Optimal C-Section Rate May Be Higher Than WHO Recommended 10%, But We're Still Not Sure How It Affects Children's Health
There's no doubt cesarean section has advanced modern medicine — neonatal and maternal mortality rates and health have significantly improved since it was introduced. They have in Western cultures, anyway; rates and risks skew higher in Latin American and Asian hospitals. Despite how hard it is to gather an optimal delivery rate, the World Health Organization (WHO) recommends national rates not exceed 10 to 15 C-sections per 100 live births. Skeptical, two new studies published in the Dec. 1 issue of JAMA set out to see if they can provide better estimates for cesarean delivery and health outcomes.
The first study was led by Dr. George Molina, a surgical research resident at Massachusetts General Hospital in Boston. He and his colleagues obtained the most recent cesarean delivery rates in 172 countries, as well as population and health data from a variety of sources. The data included information relevant to mortality rates, life expectancy at birth, percent urban population, total fertility rate, and the national birth rate.
When study authors say neonatal mortality rate, they mean "neonates who die before reaching 28 days of age per 1,000 live births." Maternal mortality, then, refers to "death from pregnancy-related causes while pregnant or up to 42 days postpartum per 100,000 live births."
Based on collected and imputed data, study authors found the optimal cesarean delivery rate could be 19 cesarean delivers per 100 live births. They added the current recommendation at 10-15 is "based on the observation that some countries with the lowest perinatal mortality rates had cesarean delivery rates that were less than 10 per 100 live births."
"The strength of the current study is the use of available data from 172 countries and inclusion of data estimated for a single year, 2012, and cesarean delivery rates for all WHO member states," study authors wrote. "By focusing the estimates to a single year, we avoided possible bias caused by using cesarean delivery rate data from varying years, since cesarean delivery rates and mortality change over time."
What about C-section outcomes? This was the focus of the second JAMA study, led by Mairead Black, a clinical lecturer and research fellow in obstetrics at the University of Aberdeen in the UK. She and her team explored the association between planned C-section and chronic illness (asthma and type 1 diabetes) and death in offspring using a national birth cohort.

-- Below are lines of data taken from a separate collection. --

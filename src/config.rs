use crate::types::*;
use std::{
    env,
    fs,
    path::PathBuf,
};

pub fn repo_root() -> PathBuf {
  PathBuf::from(env!("CARGO_MANIFEST_DIR"))
}

pub fn resolve_repo_path(raw: &str) -> PathBuf {
  let path = PathBuf::from(raw);
  if path.is_absolute() {
    path
  } else {
    repo_root().join(path)
  }
}

pub fn config_path() -> PathBuf {
  match env_default("PE_RECORDS_CONFIG_PATH") {
    Some(raw) => resolve_repo_path(&raw),
    None => repo_root().join("config.json"),
  }
}

pub fn env_default(key: &str) -> Option<String> {
  env::var(key)
    .ok()
    .map(|value| value.trim().to_string())
    .filter(|value| !value.is_empty())
}

fn fill_from_env(field: &mut String, key: &str) {
  if field.trim().is_empty() {
    if let Some(value) = env_default(key) {
      *field = value;
    }
  }
}

/// Fills every empty field from its environment variable; values already in
/// `config.json` win.
pub fn apply_env_defaults(mut config: AppConfig) -> AppConfig {
  fill_from_env(&mut config.data_dir, "PE_RECORDS_DATA_DIR");
  fill_from_env(&mut config.remote_store_url, "PE_RECORDS_REMOTE_URL");
  fill_from_env(&mut config.remote_store_token, "PE_RECORDS_REMOTE_TOKEN");
  fill_from_env(&mut config.http_addr, "PE_RECORDS_HTTP_ADDR");
  fill_from_env(&mut config.static_dir, "PE_RECORDS_STATIC_DIR");
  if config.data_dir.trim().is_empty() {
    config.data_dir = DEFAULT_DATA_DIR.to_string();
  }
  if config.http_addr.trim().is_empty() {
    config.http_addr = DEFAULT_HTTP_ADDR.to_string();
  }
  if config.static_dir.trim().is_empty() {
    config.static_dir = DEFAULT_STATIC_DIR.to_string();
  }
  config
}

pub fn load_config_inner() -> Result<AppConfig, String> {
  let path = config_path();
  if !path.is_file() {
    return Ok(apply_env_defaults(AppConfig::default()));
  }
  let data = fs::read_to_string(&path).map_err(|e| format!("read config {}: {e}", path.display()))?;
  let config =
    serde_json::from_str::<AppConfig>(&data).map_err(|e| format!("parse config {}: {e}", path.display()))?;
  Ok(apply_env_defaults(config))
}

pub fn load_env_file() {
  let env_path = repo_root().join(".env");
  if !env_path.is_file() {
    return;
  }
  let contents = match fs::read_to_string(&env_path) {
    Ok(data) => data,
    Err(_) => return,
  };
  for line in contents.lines() {
    if let Some((key, value)) = parse_env_line(line) {
      if env::var_os(&key).is_none() {
        env::set_var(key, value);
      }
    }
  }
}

pub fn parse_env_line(line: &str) -> Option<(String, String)> {
  let trimmed = line.trim();
  if trimmed.is_empty() || trimmed.starts_with('#') {
    return None;
  }
  let trimmed = trimmed.strip_prefix("export ").unwrap_or(trimmed);
  let (key, raw_value) = trimmed.split_once('=')?;
  let key = key.trim();
  if key.is_empty() {
    return None;
  }
  let mut value = raw_value.trim();
  if value.starts_with('"') && value.ends_with('"') && value.len() >= 2 {
    value = &value[1..value.len() - 1];
  } else if value.starts_with('\'') && value.ends_with('\'') && value.len() >= 2 {
    value = &value[1..value.len() - 1];
  } else if let Some(idx) = value.find('#') {
    value = value[..idx].trim_end();
  }
  Some((key.to_string(), value.to_string()))
}

pub fn data_dir(config: &AppConfig) -> PathBuf {
  resolve_repo_path(config.data_dir.trim())
}

pub fn tournaments_dir(config: &AppConfig) -> PathBuf {
  data_dir(config).join(TOURNAMENTS_DIR)
}

pub fn logs_dir(config: &AppConfig) -> PathBuf {
  data_dir(config).join(LOGS_DIR)
}

pub fn static_dir(config: &AppConfig) -> PathBuf {
  resolve_repo_path(config.static_dir.trim())
}

pub fn remote_store_enabled(config: &AppConfig) -> bool {
  !config.remote_store_url.trim().is_empty()
}

pub fn log_env_warnings(config: &AppConfig) {
  let mut warnings = Vec::new();

  if !remote_store_enabled(config) {
    warnings.push("PE_RECORDS_REMOTE_URL not set and no remote store in config; tournaments are saved locally only");
  } else if config.remote_store_token.trim().is_empty() {
    warnings.push("PE_RECORDS_REMOTE_TOKEN not set; remote store requests are sent without authorization");
  }
  if !static_dir(config).is_dir() {
    warnings.push("Static renderer directory not found; only the JSON API will be served");
  }

  for msg in warnings {
    tracing::warn!("{}", msg);
  }
}
use crate::config::{remote_store_enabled, tournaments_dir};
use crate::error::RecordsError;
use crate::tournament::Tournament;
use crate::types::*;
use reqwest::blocking::{Client, RequestBuilder, Response};
use reqwest::StatusCode;
use std::{
  fs,
  path::{Path, PathBuf},
  process,
  sync::{
    atomic::{AtomicU64, Ordering},
    Arc,
  },
  thread::sleep,
  time::Duration,
};
use tokio::sync::{mpsc, oneshot};
use tracing::{debug, error, warn};

/// Where tournaments are kept between runs. Implementations own their retry
/// policy; callers treat every call as best-effort.
pub trait TournamentStore: Send + Sync {
  fn name(&self) -> &'static str;
  fn save(&self, tournament: &Tournament) -> Result<(), RecordsError>;
  fn load_all(&self) -> Result<Vec<Tournament>, RecordsError>;
  fn delete(&self, id: &str) -> Result<(), RecordsError>;
}

// ── Local JSON files ───────────────────────────────────────────────────

pub struct LocalStore {
  dir: PathBuf,
}

impl LocalStore {
  pub fn new(dir: impl Into<PathBuf>) -> Self {
    LocalStore { dir: dir.into() }
  }

  pub fn dir(&self) -> &Path {
    &self.dir
  }

  fn path_for(&self, id: &str) -> PathBuf {
    self.dir.join(format!("{}.json", file_stem(id)))
  }
}

impl TournamentStore for LocalStore {
  fn name(&self) -> &'static str {
    "local"
  }

  fn save(&self, tournament: &Tournament) -> Result<(), RecordsError> {
    fs::create_dir_all(&self.dir)
      .map_err(|e| RecordsError::Store(format!("create store dir {}: {e}", self.dir.display())))?;
    let path = self.path_for(&tournament.id);
    let payload = serde_json::to_string_pretty(tournament).map_err(|e| RecordsError::Store(e.to_string()))?;
    // Unique per write so concurrent saves never share a temp file
    static TMP_SEQ: AtomicU64 = AtomicU64::new(0);
    let seq = TMP_SEQ.fetch_add(1, Ordering::Relaxed);
    let tmp = path.with_extension(format!("json.{}-{seq}.tmp", process::id()));
    fs::write(&tmp, payload).map_err(|e| RecordsError::Store(format!("write tournament {}: {e}", tmp.display())))?;
    fs::rename(&tmp, &path)
      .map_err(|e| RecordsError::Store(format!("replace tournament {}: {e}", path.display())))?;
    Ok(())
  }

  fn load_all(&self) -> Result<Vec<Tournament>, RecordsError> {
    if !self.dir.is_dir() {
      return Ok(Vec::new());
    }
    let entries = fs::read_dir(&self.dir)
      .map_err(|e| RecordsError::Store(format!("read store dir {}: {e}", self.dir.display())))?;
    let mut out = Vec::new();
    for entry in entries {
      let entry = entry.map_err(|e| RecordsError::Store(e.to_string()))?;
      let path = entry.path();
      if path.extension().and_then(|ext| ext.to_str()) != Some("json") {
        continue;
      }
      let parsed = fs::read_to_string(&path)
        .map_err(|e| e.to_string())
        .and_then(|data| serde_json::from_str::<Tournament>(&data).map_err(|e| e.to_string()));
      match parsed {
        Ok(tournament) => out.push(tournament),
        Err(err) => warn!("skipping unreadable tournament file {}: {err}", path.display()),
      }
    }
    out.sort_by(|a, b| a.created_at.cmp(&b.created_at).then_with(|| a.id.cmp(&b.id)));
    Ok(out)
  }

  fn delete(&self, id: &str) -> Result<(), RecordsError> {
    let path = self.path_for(id);
    if !path.is_file() {
      return Ok(());
    }
    fs::remove_file(&path).map_err(|e| RecordsError::Store(format!("remove tournament {}: {e}", path.display())))
  }
}

// ── Remote document store ──────────────────────────────────────────────

pub struct RemoteStore {
  base_url: String,
  token: Option<String>,
  client: Client,
}

impl RemoteStore {
  pub fn new(base_url: &str, token: &str) -> Self {
    let token = token.trim();
    RemoteStore {
      base_url: base_url.trim().trim_end_matches('/').to_string(),
      token: if token.is_empty() { None } else { Some(token.to_string()) },
      client: Client::new(),
    }
  }

  fn document_url(&self, id: &str) -> String {
    format!("{}/{TOURNAMENTS_DIR}/{}", self.base_url, file_stem(id))
  }

  fn collection_url(&self) -> String {
    format!("{}/{TOURNAMENTS_DIR}", self.base_url)
  }

  fn send<F>(&self, label: &str, build: F) -> Result<Response, RecordsError>
  where
    F: Fn(&Client) -> RequestBuilder,
  {
    let mut last_send_err = String::new();
    for attempt in 0..STORE_RETRY_ATTEMPTS {
      if attempt > 0 {
        sleep(Duration::from_millis(STORE_RETRY_BACKOFF_MS * u64::from(attempt)));
      }
      let mut request = build(&self.client).header("User-Agent", STORE_USER_AGENT);
      if let Some(token) = self.token.as_ref() {
        request = request.header("Authorization", format!("Bearer {token}"));
      }
      match request.send() {
        Ok(resp) => return Ok(resp),
        Err(e) => {
          last_send_err = format!("{label} failed (attempt {}): {e}", attempt + 1);
          debug!("{last_send_err}");
        }
      }
    }
    Err(RecordsError::Store(last_send_err))
  }
}

fn check_status(label: &str, resp: Response) -> Result<Response, RecordsError> {
  let status = resp.status();
  if status.is_success() {
    return Ok(resp);
  }
  let body = resp.text().unwrap_or_default();
  Err(RecordsError::Store(format!("{label} error {status}: {body}")))
}

impl TournamentStore for RemoteStore {
  fn name(&self) -> &'static str {
    "remote"
  }

  fn save(&self, tournament: &Tournament) -> Result<(), RecordsError> {
    let url = self.document_url(&tournament.id);
    let resp = self.send("remote save", |client| client.put(&url).json(tournament))?;
    check_status("remote save", resp)?;
    Ok(())
  }

  fn load_all(&self) -> Result<Vec<Tournament>, RecordsError> {
    let url = self.collection_url();
    let resp = self.send("remote load", |client| client.get(&url))?;
    let resp = check_status("remote load", resp)?;
    resp
      .json::<Vec<Tournament>>()
      .map_err(|e| RecordsError::Store(format!("remote load parse failed: {e}")))
  }

  fn delete(&self, id: &str) -> Result<(), RecordsError> {
    let url = self.document_url(id);
    let resp = self.send("remote delete", |client| client.delete(&url))?;
    if resp.status() == StatusCode::NOT_FOUND {
      return Ok(());
    }
    check_status("remote delete", resp)?;
    Ok(())
  }
}

// ── Fallback chain ─────────────────────────────────────────────────────

pub struct FallbackStore<P, S> {
  primary: P,
  secondary: S,
}

impl<P: TournamentStore, S: TournamentStore> FallbackStore<P, S> {
  pub fn new(primary: P, secondary: S) -> Self {
    FallbackStore { primary, secondary }
  }
}

impl<P: TournamentStore, S: TournamentStore> TournamentStore for FallbackStore<P, S> {
  fn name(&self) -> &'static str {
    self.primary.name()
  }

  fn save(&self, tournament: &Tournament) -> Result<(), RecordsError> {
    match self.primary.save(tournament) {
      Ok(()) => Ok(()),
      Err(err) => {
        warn!(
          tournament = %tournament.id,
          "{} save failed, falling back to {}: {err}",
          self.primary.name(),
          self.secondary.name()
        );
        self.secondary.save(tournament)
      }
    }
  }

  fn load_all(&self) -> Result<Vec<Tournament>, RecordsError> {
    match self.primary.load_all() {
      Ok(list) => Ok(list),
      Err(err) => {
        warn!(
          "{} load failed, falling back to {}: {err}",
          self.primary.name(),
          self.secondary.name()
        );
        self.secondary.load_all()
      }
    }
  }

  /// Saves may have landed in either store, so deletes go to both.
  fn delete(&self, id: &str) -> Result<(), RecordsError> {
    let primary = self.primary.delete(id);
    let secondary = self.secondary.delete(id);
    match (primary, secondary) {
      (Err(err), Err(_)) => Err(err),
      (Err(err), Ok(())) => {
        warn!(tournament = %id, "{} delete failed: {err}", self.primary.name());
        Ok(())
      }
      _ => Ok(()),
    }
  }
}

pub fn build_store(config: &AppConfig) -> SharedStore {
  let local = LocalStore::new(tournaments_dir(config));
  if !remote_store_enabled(config) {
    return Arc::new(local);
  }
  let remote = RemoteStore::new(&config.remote_store_url, &config.remote_store_token);
  Arc::new(FallbackStore::new(remote, local))
}

// ── Ordered writer ─────────────────────────────────────────────────────

enum StoreJob {
  Save(Tournament),
  Delete(String),
  Flush(oneshot::Sender<()>),
}

/// Single queue in front of the store. Jobs run one at a time in the order
/// they were queued, so an older snapshot never lands after a newer one and a
/// delete is never undone by a save queued before it.
#[derive(Clone)]
pub struct StoreWriter {
  tx: mpsc::UnboundedSender<StoreJob>,
}

impl StoreWriter {
  /// Must be called inside a tokio runtime.
  pub fn spawn(store: SharedStore) -> Self {
    let (tx, mut rx) = mpsc::unbounded_channel::<StoreJob>();
    tokio::spawn(async move {
      while let Some(job) = rx.recv().await {
        let store = store.clone();
        if let Err(e) = tokio::task::spawn_blocking(move || run_job(store.as_ref(), job)).await {
          error!("store job aborted: {e}");
        }
      }
      debug!("store writer stopped");
    });
    StoreWriter { tx }
  }

  pub fn save(&self, tournament: Tournament) {
    self.send(StoreJob::Save(tournament));
  }

  pub fn delete(&self, id: String) {
    self.send(StoreJob::Delete(id));
  }

  /// Resolves once every job queued before it has finished.
  pub async fn flush(&self) {
    let (done, wait) = oneshot::channel();
    self.send(StoreJob::Flush(done));
    wait.await.ok();
  }

  fn send(&self, job: StoreJob) {
    if self.tx.send(job).is_err() {
      error!("store writer is gone; change not persisted");
    }
  }
}

fn run_job(store: &dyn TournamentStore, job: StoreJob) {
  match job {
    StoreJob::Save(tournament) => match store.save(&tournament) {
      Ok(()) => debug!(tournament = %tournament.id, "saved to {} store", store.name()),
      Err(err) => error!(tournament = %tournament.id, "save failed: {err}"),
    },
    StoreJob::Delete(id) => {
      if let Err(err) = store.delete(&id) {
        error!(tournament = %id, "delete failed: {err}");
      }
    }
    StoreJob::Flush(done) => {
      done.send(()).ok();
    }
  }
}

fn file_stem(id: &str) -> String {
  let mut out = String::new();
  let mut last_dash = false;
  for ch in id.chars() {
    let lower = ch.to_ascii_lowercase();
    if lower.is_ascii_alphanumeric() {
      out.push(lower);
      last_dash = false;
    } else if !last_dash {
      out.push('-');
      last_dash = true;
    }
  }
  let trimmed = out.trim_matches('-');
  if trimmed.is_empty() {
    "tournament".to_string()
  } else {
    trimmed.to_string()
  }
}
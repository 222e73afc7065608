use crate::error::RecordsError;
use rand::{seq::SliceRandom, Rng};
use serde::{Deserialize, Serialize};
use tracing::debug;

#[derive(Clone, Copy, Debug, Default, PartialEq, Eq, Serialize, Deserialize)]
#[serde(rename_all = "camelCase")]
pub enum Format {
  #[default]
  Single,
  Double,
}

#[derive(Clone, Copy, Debug, Default, PartialEq, Eq, Serialize, Deserialize)]
#[serde(rename_all = "camelCase")]
pub enum Seeding {
  #[default]
  Input,
  Random,
}

#[derive(Clone, Copy, Debug, PartialEq, Eq, Serialize, Deserialize)]
pub enum Side {
  #[serde(alias = "a")]
  A,
  #[serde(alias = "b")]
  B,
}

impl Side {
  /// Which feed of the parent a child in `slot_idx` fills.
  pub fn for_slot(slot_idx: usize) -> Self {
    if slot_idx % 2 == 0 { Side::A } else { Side::B }
  }
}

#[derive(Clone, Debug, PartialEq, Serialize, Deserialize)]
#[serde(rename_all = "camelCase")]
pub struct Match {
  pub id: u64,
  pub round_idx: usize,
  pub slot_idx: usize,
  pub team_a: Option<String>,
  pub team_b: Option<String>,
  pub score_a: Option<f64>,
  pub score_b: Option<f64>,
  pub winner: Option<String>,
  pub parent_id: Option<u64>,
  pub is_bye: bool,
  pub match_number: Option<u32>,
}

impl Match {
  fn empty(id: u64, round_idx: usize, slot_idx: usize, parent_id: Option<u64>) -> Self {
    Match {
      id,
      round_idx,
      slot_idx,
      team_a: None,
      team_b: None,
      score_a: None,
      score_b: None,
      winner: None,
      parent_id,
      is_bye: false,
      match_number: None,
    }
  }

  pub fn team(&self, side: Side) -> Option<&str> {
    match side {
      Side::A => self.team_a.as_deref(),
      Side::B => self.team_b.as_deref(),
    }
  }

  pub fn score(&self, side: Side) -> Option<f64> {
    match side {
      Side::A => self.score_a,
      Side::B => self.score_b,
    }
  }

  pub fn set_score(&mut self, side: Side, value: Option<f64>) {
    match side {
      Side::A => self.score_a = value,
      Side::B => self.score_b = value,
    }
  }

  fn set_team(&mut self, side: Side, team: Option<String>) {
    match side {
      Side::A => self.team_a = team,
      Side::B => self.team_b = team,
    }
  }

  /// The side that did not win. `None` while unresolved and for byes.
  pub fn loser(&self) -> Option<&str> {
    if self.is_bye {
      return None;
    }
    let winner = self.winner.as_deref()?;
    if self.team_a.as_deref() == Some(winner) {
      self.team_b.as_deref()
    } else {
      self.team_a.as_deref()
    }
  }
}

pub type Round = Vec<Match>;

#[derive(Clone, Debug, Default, PartialEq, Eq, Serialize, Deserialize)]
#[serde(rename_all = "camelCase")]
pub struct Placements {
  pub gold: Option<String>,
  pub silver: Option<String>,
}

#[derive(Clone, Copy, Debug, PartialEq, Eq, Serialize, Deserialize)]
#[serde(rename_all = "camelCase")]
pub enum TeamState {
  Active,
  Eliminated,
  Champion,
}

#[derive(Clone, Debug, PartialEq, Eq, Serialize, Deserialize)]
#[serde(rename_all = "camelCase")]
pub struct TeamStanding {
  pub team: String,
  pub state: TeamState,
  pub eliminated_in_round: Option<usize>,
}

/// Builds a fresh single-elimination bracket. Byes are already advanced and
/// match numbers assigned when this returns.
pub fn build_rounds<R: Rng + ?Sized>(
  teams: &[String],
  seeding: Seeding,
  rng: &mut R,
) -> Result<Vec<Round>, RecordsError> {
  if teams.len() < 2 {
    return Err(RecordsError::InsufficientTeams { count: teams.len() });
  }

  let mut ordered = teams.to_vec();
  if seeding == Seeding::Random {
    ordered.shuffle(rng);
  }

  let size = bracket_size(ordered.len());
  let round_count = size.trailing_zeros() as usize;
  let seeds = seed_positions(size);

  // Ids run round by round, so the first id of every round is known up front.
  let mut round_bases = Vec::with_capacity(round_count);
  let mut next_base = 1u64;
  for round_idx in 0..round_count {
    round_bases.push(next_base);
    next_base += (size >> (round_idx + 1)) as u64;
  }

  let mut rounds: Vec<Round> = Vec::with_capacity(round_count);
  for round_idx in 0..round_count {
    let match_count = size >> (round_idx + 1);
    let mut round = Vec::with_capacity(match_count);
    for slot_idx in 0..match_count {
      let id = round_bases[round_idx] + slot_idx as u64;
      let parent_id = round_bases
        .get(round_idx + 1)
        .map(|base| base + (slot_idx / 2) as u64);
      let mut game = Match::empty(id, round_idx, slot_idx, parent_id);
      if round_idx == 0 {
        game.team_a = seeded_team(&ordered, seeds[slot_idx * 2]);
        game.team_b = seeded_team(&ordered, seeds[slot_idx * 2 + 1]);
        let bye_winner = match (&game.team_a, &game.team_b) {
          (Some(team), None) | (None, Some(team)) => Some(team.clone()),
          _ => None,
        };
        if bye_winner.is_some() {
          game.is_bye = true;
          game.winner = bye_winner;
        }
      }
      round.push(game);
    }
    rounds.push(round);
  }

  propagate(&mut rounds);

  debug!(
    teams = ordered.len(),
    bracket_size = size,
    rounds = round_count,
    byes = size - ordered.len(),
    "built elimination bracket"
  );
  Ok(rounds)
}

/// Recomputes every winner from the recorded scores, top-down. Sides of
/// rounds after the first are derived only from their children, so they are
/// cleared first and refilled by the sweep. Match numbers are refreshed last.
pub fn propagate(rounds: &mut [Round]) {
  for round in rounds.iter_mut().skip(1) {
    for game in round.iter_mut() {
      game.team_a = None;
      game.team_b = None;
    }
  }

  for round_idx in 0..rounds.len() {
    let (current, later) = rounds.split_at_mut(round_idx + 1);
    let mut next_round = later.first_mut();
    for game in current[round_idx].iter_mut() {
      game.winner = resolve_winner(game);
      let (Some(winner), Some(parent_id)) = (game.winner.clone(), game.parent_id) else {
        continue;
      };
      let Some(parent) = next_round
        .as_deref_mut()
        .and_then(|round| round.iter_mut().find(|candidate| candidate.id == parent_id))
      else {
        continue;
      };
      parent.set_team(Side::for_slot(game.slot_idx), Some(winner));
    }
  }

  refresh_match_numbers(rounds);
}

fn resolve_winner(game: &Match) -> Option<String> {
  if game.is_bye {
    return game.winner.clone();
  }
  let team_a = game.team_a.as_ref()?;
  let team_b = game.team_b.as_ref()?;
  let (score_a, score_b) = (game.score_a?, game.score_b?);
  if score_a > score_b {
    Some(team_a.clone())
  } else if score_b > score_a {
    Some(team_b.clone())
  } else {
    None
  }
}

/// Numbers follow build order (round 0 first), so they equal the match id and
/// stay fixed until the next build. A later-round slot shows its number only
/// once a team has advanced into it.
fn refresh_match_numbers(rounds: &mut [Round]) {
  for game in rounds.iter_mut().flat_map(|round| round.iter_mut()) {
    let reachable = game.round_idx == 0 || game.team_a.is_some() || game.team_b.is_some();
    game.match_number = if reachable { u32::try_from(game.id).ok() } else { None };
  }
}

pub fn round_label(matches_in_round: usize) -> String {
  match matches_in_round {
    1 => "Final".to_string(),
    2 => "Semifinal".to_string(),
    4 => "Quarterfinal".to_string(),
    count => format!("Round of {}", count * 2),
  }
}

pub fn placements(rounds: &[Round]) -> Placements {
  let Some(final_match) = rounds.last().and_then(|round| round.first()) else {
    return Placements::default();
  };
  match final_match.winner.as_ref() {
    Some(winner) => Placements {
      gold: Some(winner.clone()),
      silver: final_match.loser().map(|team| team.to_string()),
    },
    None => Placements::default(),
  }
}

pub fn team_states(teams: &[String], rounds: &[Round]) -> Vec<TeamStanding> {
  let champion = placements(rounds).gold;
  teams
    .iter()
    .map(|team| {
      if champion.as_deref() == Some(team.as_str()) {
        return TeamStanding {
          team: team.clone(),
          state: TeamState::Champion,
          eliminated_in_round: None,
        };
      }
      let lost_in = rounds
        .iter()
        .flat_map(|round| round.iter())
        .find(|game| game.loser() == Some(team.as_str()))
        .map(|game| game.round_idx);
      TeamStanding {
        team: team.clone(),
        state: if lost_in.is_some() { TeamState::Eliminated } else { TeamState::Active },
        eliminated_in_round: lost_in,
      }
    })
    .collect()
}

pub fn find_match(rounds: &[Round], match_id: u64) -> Option<&Match> {
  rounds.iter().flat_map(|round| round.iter()).find(|game| game.id == match_id)
}

pub fn find_match_mut(rounds: &mut [Round], match_id: u64) -> Option<&mut Match> {
  rounds
    .iter_mut()
    .flat_map(|round| round.iter_mut())
    .find(|game| game.id == match_id)
}

pub fn bracket_size(team_count: usize) -> usize {
  team_count.max(2).next_power_of_two()
}

fn seeded_team(ordered: &[String], seed: u32) -> Option<String> {
  let index = usize::try_from(seed).ok()?.checked_sub(1)?;
  ordered.get(index).cloned()
}

/// Leaf order for a seeded bracket: `[1]`, `[1, 2]`, `[1, 4, 2, 3]`, ...
/// Adjacent pairs meet in the first round; seed 1 and 2 land in opposite halves.
fn seed_positions(size: usize) -> Vec<u32> {
  let mut seeds = vec![1u32];
  while seeds.len() < size {
    let n = seeds.len() as u32;
    let mut next = Vec::with_capacity(seeds.len() * 2);
    for seed in seeds.iter().copied() {
      next.push(seed);
      next.push((n * 2 + 1).saturating_sub(seed));
    }
    seeds = next;
  }
  seeds
}
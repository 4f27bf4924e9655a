//! The `vercel_project` data source.

use std::sync::Arc;

use serde_json::Value;

use crate::api::ProjectApi;
use crate::error::ProviderError;
use crate::provider::DataSource;
use crate::schema::{Attribute, Schema};

/// Looks up an existing project by name.
pub struct ProjectDataSource {
    api: Arc<dyn ProjectApi>,
}

impl ProjectDataSource {
    /// Create the data source around an API handle.
    pub fn new(api: Arc<dyn ProjectApi>) -> Self {
        Self { api }
    }
}

#[async_trait::async_trait]
impl DataSource for ProjectDataSource {
    fn type_name(&self) -> &'static str {
        "vercel_project"
    }

    fn schema(&self) -> Schema {
        Schema::v0()
            .with_attribute(
                "name",
                Attribute::required_string().with_description("The project name to look up"),
            )
            .with_attribute("id", Attribute::computed_string())
            .with_attribute("framework", Attribute::computed_string())
    }

    async fn read(&self, config: Value) -> Result<Value, ProviderError> {
        let name = config
            .get("name")
            .and_then(Value::as_str)
            .ok_or_else(|| ProviderError::Validation("data source has no name".to_string()))?;

        let project = self.api.get_project(name).await?;
        Ok(serde_json::json!({
            "id": project.id,
            "name": project.name,
            "framework": project.framework,
        }))
    }
}
//! Data source implementations.

pub mod project;

pub use project::ProjectDataSource;
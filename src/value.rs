//! Tri-state attribute values.
//!
//! Terraform-style configuration distinguishes three states for every
//! attribute: a known concrete value, a value that is not yet known (it will
//! only resolve during apply, e.g. an id computed by a create), and an
//! explicit null. [`Attr`] models the three states as a tagged enum instead
//! of overloading `Option` or sentinel values.
//!
//! Validators treat [`Attr::Unknown`] and [`Attr::Null`] as "skip": the value
//! is re-validated once fully resolved.

use serde::{Deserialize, Deserializer, Serialize, Serializer};

/// A configuration value that is known, unknown, or null.
#[derive(Debug, Clone, Copy, PartialEq, Eq)]
pub enum Attr<T> {
    /// A concrete, fully resolved value.
    Known(T),
    /// The value will only resolve during apply.
    Unknown,
    /// The value is explicitly absent.
    Null,
}

impl<T> Attr<T> {
    /// Returns the known value, if there is one.
    pub fn known(&self) -> Option<&T> {
        match self {
            Attr::Known(v) => Some(v),
            _ => None,
        }
    }

    /// Consumes the attr and returns the known value, if there is one.
    pub fn into_known(self) -> Option<T> {
        match self {
            Attr::Known(v) => Some(v),
            _ => None,
        }
    }

    /// Whether the value is known.
    pub fn is_known(&self) -> bool {
        matches!(self, Attr::Known(_))
    }

    /// Whether the value is unknown (unresolved until apply).
    pub fn is_unknown(&self) -> bool {
        matches!(self, Attr::Unknown)
    }

    /// Whether the value is explicitly null.
    pub fn is_null(&self) -> bool {
        matches!(self, Attr::Null)
    }

    /// Map the known value, preserving the unknown/null states.
    pub fn map<U>(self, f: impl FnOnce(T) -> U) -> Attr<U> {
        match self {
            Attr::Known(v) => Attr::Known(f(v)),
            Attr::Unknown => Attr::Unknown,
            Attr::Null => Attr::Null,
        }
    }

    /// Borrow the known value, preserving the unknown/null states.
    pub fn as_ref(&self) -> Attr<&T> {
        match self {
            Attr::Known(v) => Attr::Known(v),
            Attr::Unknown => Attr::Unknown,
            Attr::Null => Attr::Null,
        }
    }
}

impl<T> Default for Attr<T> {
    fn default() -> Self {
        Attr::Null
    }
}

impl<T> From<Option<T>> for Attr<T> {
    fn from(opt: Option<T>) -> Self {
        match opt {
            Some(v) => Attr::Known(v),
            None => Attr::Null,
        }
    }
}

// Known values serialize as the value itself; unknown and null both serialize
// as JSON null. Unknown never round-trips through JSON: it only arises
// programmatically at plan time.
impl<T: Serialize> Serialize for Attr<T> {
    fn serialize<S: Serializer>(&self, serializer: S) -> Result<S::Ok, S::Error> {
        match self {
            Attr::Known(v) => v.serialize(serializer),
            Attr::Unknown | Attr::Null => serializer.serialize_unit(),
        }
    }
}

impl<'de, T: Deserialize<'de>> Deserialize<'de> for Attr<T> {
    fn deserialize<D: Deserializer<'de>>(deserializer: D) -> Result<Self, D::Error> {
        Ok(Option::<T>::deserialize(deserializer)?.into())
    }
}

This cohort identified live births in first-time mothers between Jan. 1, 1993 and Dec. 31, 2007 in Scotland; offspring were followed up until January 2015.
Offspring in this study were compared with offspring born by unscheduled cesarean delivery and with offspring delivered vaginally. Live births were defined as "planned cesarean delivery" if delivery was recorded as "scheduled," with all remaining C-sections recorded as "unscheduled."
Black and her team found "no significant difference in the risk of asthma requiring hospital admission"between scheduled and unscheduled C-section. They did, however, look for a secondary outcome and it was the development of T1D. Results showed offspring born by C-section were more likely to develop this type of diabetes than those born by unscheduled C-section, despite adjusting for maternal type 1 diabetes.
What's more is risk of death up to age 1 was lower following scheduled C-section compared with unscheduled C-section. Taken altogether, first-time mothers' planned C-section was "associated with a small increase in risk of offspring asthma and death in childhood when compared with vaginal birth — but not when compared with unscheduled C-section." These offspring also face "small, but significantly increased risk of type 1 diabetes compared with those born by unscheduled C-section," which, authors admitted, wasn't something they expected to find.
In an accompanying editorial, Drs. Mary E. D’Alton and Mark P Hehir consider the results of each study and write "cesarean delivery rates have long been viewed as a marker of quality, but viewed in isolation they provide inadequate information regarding the quality of practice in a health care system." In which case, they suggest "endeavors to lower the cesarean delivery rate should only be attempted if those efforts bring a clear benefit to patient outcomes."
"The optimal level of cesarean delivery cannot be as simple as a one-fits-all figure to be applied to all institutions and health care systems, and the obstetrical community must accept the fact that 'the appropriate' cesarean delivery rate remains unknown," D'Alton and Hehir concluded. "However, it is not whether the cesarean delivery rate is high or low that really matters, but rather whether appropriate performance of cesarean delivery is part of a system that delivers optimal maternal and neonatal care after consideration of all relevant patient and health system information."
Sources: Molina G et al. Relationship Between Cesarean Delivery Rate and Maternal and Neonatal Mortality. JAMA. 2015.
Black M et al. Planned Cesarean Delivery at Term and Adverse Outcomes in Childhood Health. JAMA. 2015.